//! Notification record as persisted in the queue file.

use chrono::NaiveDateTime;
use serde::{Deserialize, Serialize};

/// Timestamp layout used for `timetag` and the display-state file.
pub const TIMESTAMP_FORMAT: &str = "%Y-%m-%d %H:%M:%S%.6f";

/// A single queued notification.
///
/// Field order is the canonical serialization order and feeds the
/// fingerprint, so it must not be reordered.
#[derive(Debug, Clone, PartialEq, Eq, Serialize, Deserialize)]
pub struct NotificationRecord {
    #[serde(with = "timetag")]
    pub timetag: NaiveDateTime,
    pub summary: String,
    pub body: String,
    /// Milliseconds; non-negative once ingested.
    pub expire_timeout: i64,
    pub app_name: String,
    pub app_icon: String,
    pub replaces_id: u32,
    pub actions: Vec<String>,
    pub urgency: i32,
    #[serde(rename = "sender-pid")]
    pub sender_pid: i64,
}

impl NotificationRecord {
    /// Creates a record with empty metadata, urgency 1 and no actions.
    pub fn new(
        timetag: NaiveDateTime,
        summary: impl Into<String>,
        body: impl Into<String>,
        expire_timeout: i64,
    ) -> Self {
        Self {
            timetag,
            summary: summary.into(),
            body: body.into(),
            expire_timeout,
            app_name: String::new(),
            app_icon: String::new(),
            replaces_id: 0,
            actions: Vec::new(),
            urgency: 1,
            sender_pid: 0,
        }
    }

    pub fn with_app_name(mut self, app_name: impl Into<String>) -> Self {
        self.app_name = app_name.into();
        self
    }

    pub fn with_urgency(mut self, urgency: i32) -> Self {
        self.urgency = urgency;
        self
    }
}

pub fn format_timestamp(ts: &NaiveDateTime) -> String {
    ts.format(TIMESTAMP_FORMAT).to_string()
}

pub fn parse_timestamp(s: &str) -> Result<NaiveDateTime, chrono::ParseError> {
    NaiveDateTime::parse_from_str(s, TIMESTAMP_FORMAT)
}

mod timetag {
    use chrono::NaiveDateTime;
    use serde::{Deserialize, Deserializer, Serializer};

    pub fn serialize<S: Serializer>(ts: &NaiveDateTime, s: S) -> Result<S::Ok, S::Error> {
        s.serialize_str(&super::format_timestamp(ts))
    }

    pub fn deserialize<'de, D: Deserializer<'de>>(d: D) -> Result<NaiveDateTime, D::Error> {
        let raw = String::deserialize(d)?;
        super::parse_timestamp(&raw).map_err(serde::de::Error::custom)
    }
}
= = =
**BRIEF:** Give back exactly the lines running from the line that has "let raw = String::deserialize(d)?;" to the end of the entries above.

**TASK RESPONSE:**
        let raw = String::deserialize(d)?;
        super::parse_timestamp(&raw).map_err(serde::de::Error::custom)
    }
}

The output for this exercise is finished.